Los enfermos y ancianos requieren una atención cordial, salida del corazón. Esto supone dedicación al enfermo y al mayor con una atención cariñosa a la vez que profesional. Es muy importante que los voluntarios sean personas, hombres y mujeres, movidos por el amor de Cristo, personas cuyo corazón haya sido conquistado por Cristo con su amor, despertando en ellos el amor al prójimo.

Es importante también para el voluntario no perder su identidad cristiana en aras de una presumible eficacia humana. Las dos actitudes pueden trabajar juntas: profesionalidad e identidad cristiana, testimonio. El tiempo que podamos dedicar a un enfermo o persona mayor es un tiempo “santo”. No hay que esconder que es la caridad de Cristo quien mueve a los voluntarios. Y tampoco hay que olvidar que el voluntario debe estar dispuesto a dar razón de su fe, de sus actuaciones y de su esperanza a todo aquel que se lo pidiere. Para gozo de la Iglesia, hoy día encontramos muchos cristianos en el campo de la sanidad y atención a los mayores que dan testimonio de su buen hacer no solo con la palabra y su profesionalidad, sino mediante una vida entregada, fundada en la fe, sabiendo ser ojos para el ciego, pies para el inválido, y manos para el enfermo o el anciano que necesita ayuda concreta para lavarse, vestirse o alimentarse. Recordamos las palabras luminosas de Jesucristo, el Señor, que dan sentido a lo que hacemos generosa y gratuitamente: “Lo que hacéis a uno de estos hermanos míos más necesitados, a Mí me lo hacéis”.

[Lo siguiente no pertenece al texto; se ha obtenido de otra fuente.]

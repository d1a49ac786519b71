//! Stateless endpoints: extract, transform and render without a session.

use axum::{
    extract::{Multipart, Path, State},
    response::Response,
    Json,
};
use serde::Deserialize;

use crate::errors::AppError;
use crate::extract::ExtractedDocument;
use crate::models::cv::RawCvData;
use crate::models::CvData;
use crate::render::ExportFormat;
use crate::routes::files::{export_response, extract_upload, read_upload};
use crate::state::AppState;
use crate::transform::validate_input;

#[derive(Debug, Deserialize)]
pub struct TransformRequest {
    pub text: String,
}

/// POST /api/v1/extract
pub async fn handle_extract(
    State(state): State<AppState>,
    multipart: Multipart,
) -> Result<Json<ExtractedDocument>, AppError> {
    let upload = read_upload(multipart).await?;
    let document = extract_upload(upload, state.config.max_upload_bytes).await?;
    Ok(Json(document))
}

/// POST /api/v1/transform
pub async fn handle_transform(
    State(state): State<AppState>,
    Json(req): Json<TransformRequest>,
) -> Result<Json<CvData>, AppError> {
    let text = validate_input(&req.text, state.config.max_input_chars)?;
    let cv = state.transformer.transform(text).await?;
    Ok(Json(cv))
}

/// POST /api/v1/render/:format
///
/// The posted record gets the same clean-up as a model response, so an
/// out-of-range `atsScore` is clamped before it is printed.
pub async fn handle_render(
    Path(format): Path<String>,
    Json(raw): Json<RawCvData>,
) -> Result<Response, AppError> {
    let format: ExportFormat = format.parse()?;
    export_response(CvData::from(raw), format).await
}
// Text layout support for the PDF exporter: font metrics and page geometry.

pub mod font_metrics;
pub mod page;

// Re-export the public API consumed by the exporters.
pub use font_metrics::{get_metrics, Face};
pub use page::{PageConfig, A4};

Pensar en los enfermos y ancianos es hacer presente el mundo del dolor, del sufrimiento y la enfermedad. Ellos forman parte del misterio del hombre en la tierra. Ciertamente, es justo luchar contra la enfermedad, porque la salud es un don de Dios, pero es importante también saber leer el designio de Dios cuando el sufrimiento, el dolor o la enfermedad llaman a nuestra puerta. La «clave» de dicha lectura, la explicación, es la Cruz de Cristo. El Verbo encamado acogió nuestra debilidad, asumiéndola sobre sí en el misterio de la cruz. Desde entonces, el sufrimiento tiene una posibilidad de sentido, de explicación, que lo hace singularmente valioso. Desde hace dos mil años, desde el día de la Pasión y Muerte de Cristo, la Cruz, con Cristo clavado en ella, brilla como suprema manifestación del amor que Dios siente por nosotros. Quién sabe acogerla en su vida, experimenta cómo el dolor, la enfermedad, las limitaciones, iluminadas por la fe, se transforman en fuente de esperanza y salvación.

Que nuestra Madre del cielo, Santa María de Lourdes nos bendiga, nos proteja y prepare nuestros corazones para acoger y mantener en nuestras vidas la inmensidad del amor de Dios y volcarlo en la atención de los enfermos, mayores y más necesitados.